週刊BCN 2011年03月28日vol.1376掲載

【宇野気発】JR金沢駅の7番線。ここから七尾線が出る。車両が少ない電車が来た。これに乗って、車窓を楽しむ。30年以上前、同じ電車に乗ってユーザック電子工業(現社名はPFU)を訪ねた。当時と変わらない田園風景だ。どうしてこの地に会社を構えたのだろうか。オフィスコンピュータのUSACを販売していた内田洋行の創業家筋にあたる久田仁さんに、その理由を聞いたことがある。どうも、創業者と縁のある地らしい。

▼宇野気駅で下車。歩いて5分。PFUは世界一の商品をもっている。スキャナだ。国内市場でも販売台数トップでBCN AWARD 2011を受賞した。スキャナのルーツは1986年まで遡る。オフコンの周辺機器として開発されていた。その開発グループに富士通のプリンタ技術者が統合する。そこでスキャナが生まれ、その事業にブランド商品を集中する。どんな条件のどんな環境にある紙の印刷情報であっても、正確に早く読み取る。これがあるべき姿だ。
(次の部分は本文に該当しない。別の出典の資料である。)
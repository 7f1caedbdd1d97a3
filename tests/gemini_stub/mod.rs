use std::io::Read as _;
use std::sync::Arc;
use std::sync::atomic::{AtomicUsize, Ordering};
use std::sync::mpsc;
use std::thread;
use std::time::Duration;

use serde_json::Value;

#[derive(Debug, Clone)]
pub struct GeminiStubConfig {
    pub expected_api_key: Option<String>,
    pub behavior: ResponseBehavior,
}

#[allow(dead_code)]
#[derive(Debug, Clone)]
pub enum ResponseBehavior {
    /// Well-formed payload with both schema fields.
    Insight { summary: String, key_verse: String },
    /// Candidate text is present but blank.
    EmptyText,
    /// Parseable JSON payload missing the `keyVerse` field.
    MissingKeyVerse,
    /// HTTP 500 with a Gemini-style error envelope.
    ServerError,
}

pub struct GeminiStub {
    pub base_url: String,
    hits: Arc<AtomicUsize>,
    shutdown_tx: Option<mpsc::Sender<()>>,
    handle: Option<thread::JoinHandle<()>>,
}

impl GeminiStub {
    pub fn spawn(config: GeminiStubConfig) -> Self {
        let server = tiny_http::Server::http("127.0.0.1:0").expect("start gemini stub server");
        let addr = server.server_addr();
        let base_url = format!("http://{addr}/v1beta");

        let hits = Arc::new(AtomicUsize::new(0));
        let server_hits = Arc::clone(&hits);
        let (shutdown_tx, shutdown_rx) = mpsc::channel::<()>();

        let handle = thread::spawn(move || {
            loop {
                if shutdown_rx.try_recv().is_ok() {
                    break;
                }

                let mut request = match server.recv_timeout(Duration::from_millis(50)) {
                    Ok(Some(req)) => req,
                    Ok(None) => continue,
                    Err(_) => break,
                };

                server_hits.fetch_add(1, Ordering::SeqCst);

                let path = request.url().to_string();
                if request.method() != &tiny_http::Method::Post
                    || !path.starts_with("/v1beta/models/")
                    || !path.ends_with(":generateContent")
                {
                    let _ = request.respond(
                        tiny_http::Response::from_string("not found").with_status_code(404),
                    );
                    continue;
                }

                if let Some(expected) = config.expected_api_key.as_deref() {
                    let sent = request
                        .headers()
                        .iter()
                        .find(|h| h.field.equiv("x-goog-api-key"))
                        .map(|h| h.value.as_str().to_owned())
                        .unwrap_or_default();
                    if sent != expected {
                        let _ = request.respond(
                            tiny_http::Response::from_string(
                                r#"{"error":{"code":401,"message":"API key not valid"}}"#,
                            )
                            .with_status_code(401),
                        );
                        continue;
                    }
                }

                let mut body = String::new();
                if request.as_reader().read_to_string(&mut body).is_err() {
                    let _ = request.respond(
                        tiny_http::Response::from_string("invalid request body")
                            .with_status_code(400),
                    );
                    continue;
                }

                let parsed: Value = match serde_json::from_str(&body) {
                    Ok(value) => value,
                    Err(_) => {
                        let _ = request.respond(
                            tiny_http::Response::from_string("invalid json").with_status_code(400),
                        );
                        continue;
                    }
                };

                // The adapter must send the schema-constrained request shape.
                let prompt = parsed
                    .pointer("/contents/0/parts/0/text")
                    .and_then(|v| v.as_str())
                    .unwrap_or_default();
                let required = parsed
                    .pointer("/generationConfig/responseSchema/required")
                    .cloned()
                    .unwrap_or(Value::Null);
                if prompt.is_empty() || required != serde_json::json!(["summary", "keyVerse"]) {
                    let _ = request.respond(
                        tiny_http::Response::from_string("unexpected request shape")
                            .with_status_code(400),
                    );
                    continue;
                }

                let (status, response_body) = match &config.behavior {
                    ResponseBehavior::Insight { summary, key_verse } => {
                        let payload = serde_json::json!({
                            "summary": summary,
                            "keyVerse": key_verse,
                        })
                        .to_string();
                        (200, candidates_envelope(&payload))
                    }
                    ResponseBehavior::EmptyText => (200, candidates_envelope("  ")),
                    ResponseBehavior::MissingKeyVerse => {
                        let payload =
                            serde_json::json!({ "summary": "只有摘要" }).to_string();
                        (200, candidates_envelope(&payload))
                    }
                    ResponseBehavior::ServerError => (
                        500,
                        r#"{"error":{"code":500,"message":"internal error"}}"#.to_owned(),
                    ),
                };

                let mut response =
                    tiny_http::Response::from_string(response_body).with_status_code(status);
                let header =
                    tiny_http::Header::from_bytes(&b"Content-Type"[..], &b"application/json"[..])
                        .expect("build header");
                response = response.with_header(header);
                let _ = request.respond(response);
            }
        });

        Self {
            base_url,
            hits,
            shutdown_tx: Some(shutdown_tx),
            handle: Some(handle),
        }
    }

    pub fn hits(&self) -> usize {
        self.hits.load(Ordering::SeqCst)
    }
}

impl Drop for GeminiStub {
    fn drop(&mut self) {
        if let Some(tx) = self.shutdown_tx.take() {
            let _ = tx.send(());
        }
        if let Some(handle) = self.handle.take() {
            let _ = handle.join();
        }
    }
}

fn candidates_envelope(text: &str) -> String {
    serde_json::json!({
        "candidates": [
            {
                "content": {
                    "role": "model",
                    "parts": [ { "text": text } ]
                },
                "finishReason": "STOP"
            }
        ],
        "modelVersion": "stub-model"
    })
    .to_string()
}
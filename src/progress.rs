use std::collections::BTreeMap;

use serde::{Deserialize, Serialize};

use crate::canon::Book;

/// Read flags keyed by `(book name, chapter number)`. Absence of a key is
/// equivalent to unread. The map is owned by the container; cards only read
/// it and emit mutation intents.
#[derive(Debug, Clone, Default, PartialEq, Eq, Serialize, Deserialize)]
#[serde(try_from = "BTreeMap<String, bool>", into = "BTreeMap<String, bool>")]
pub struct ProgressMap {
    read: BTreeMap<(String, u32), bool>,
}

impl ProgressMap {
    pub fn new() -> Self {
        Self::default()
    }

    pub fn is_read(&self, book: &str, chapter: u32) -> bool {
        self.read
            .get(&(book.to_owned(), chapter))
            .copied()
            .unwrap_or(false)
    }

    /// Flip the read flag for one chapter. Two toggles restore the flag.
    pub fn toggle(&mut self, book: &str, chapter: u32) {
        let flag = !self.is_read(book, chapter);
        self.read.insert((book.to_owned(), chapter), flag);
    }

    /// Set every chapter of a book in `[1, total_chapters]` to `read` in one
    /// logical action (select all / clear all).
    pub fn set_book(&mut self, book: &str, total_chapters: u32, read: bool) {
        for chapter in 1..=total_chapters {
            self.read.insert((book.to_owned(), chapter), read);
        }
    }

    /// Count read chapters of a book within `[1, total_chapters]`. Stray
    /// entries outside that range are ignored, so the result is always in
    /// `[0, total_chapters]`.
    pub fn completed_in(&self, book: &str, total_chapters: u32) -> u32 {
        (1..=total_chapters)
            .filter(|chapter| self.is_read(book, *chapter))
            .count() as u32
    }

    pub fn book_progress(&self, book: &Book) -> BookProgress {
        BookProgress {
            completed: self.completed_in(book.name, book.chapters),
            total: book.chapters,
        }
    }

    /// Aggregate progress across a set of books, for the page-level bar.
    pub fn overall<'a>(&self, books: impl IntoIterator<Item = &'a Book>) -> BookProgress {
        let mut completed = 0;
        let mut total = 0;
        for book in books {
            completed += self.completed_in(book.name, book.chapters);
            total += book.chapters;
        }
        BookProgress { completed, total }
    }
}

/// Derived completion figures for one book. Recomputed from the map on every
/// render; never cached.
#[derive(Debug, Clone, Copy, PartialEq, Eq)]
pub struct BookProgress {
    pub completed: u32,
    pub total: u32,
}

impl BookProgress {
    pub fn is_complete(&self) -> bool {
        self.total > 0 && self.completed == self.total
    }

    pub fn has_started(&self) -> bool {
        self.completed > 0 && !self.is_complete()
    }
}

impl From<ProgressMap> for BTreeMap<String, bool> {
    fn from(map: ProgressMap) -> Self {
        map.read
            .into_iter()
            .map(|((book, chapter), flag)| (format!("{book}-{chapter}"), flag))
            .collect()
    }
}

impl TryFrom<BTreeMap<String, bool>> for ProgressMap {
    type Error = String;

    fn try_from(raw: BTreeMap<String, bool>) -> Result<Self, Self::Error> {
        let mut read = BTreeMap::new();
        for (key, flag) in raw {
            let Some((book, chapter)) = key.rsplit_once('-') else {
                return Err(format!("progress key missing chapter suffix: {key:?}"));
            };
            let chapter: u32 = chapter
                .parse()
                .map_err(|_| format!("progress key has non-numeric chapter: {key:?}"))?;
            read.insert((book.to_owned(), chapter), flag);
        }
        Ok(Self { read })
    }
}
▼「コダックの牙城だった中国市場でもトップシェアを獲得した」と、社長の輪島藤夫さん。自信をなくしている日本のメーカーにあって、PFUは、世界一、元気なのだ。宇野気を訪ねたのは、ものづくりでトップになった秘密をうかがうためだった。工場は、まさに“ものづくり”のライブ劇場だ。世界標準がまかり通る昨今の商品にあって、スキャナは、ものづくりの領域が残っている。

▼紙の品質は国によってさまざまだ。「どの国であっても、お客さまのご要望に応えます。うちの技術者はそこを誇りとしています」。アナログの世界に職人の技が生きる。今日の日本企業に欠けているものを見つけたように思った。でも、技術は追いつかれるのでは?「もちろんです。現在、アドバンテージは5年あります。もうその先を歩き始めています」と、力強い答えが返ってきた。(BCN社長・奥田喜久男)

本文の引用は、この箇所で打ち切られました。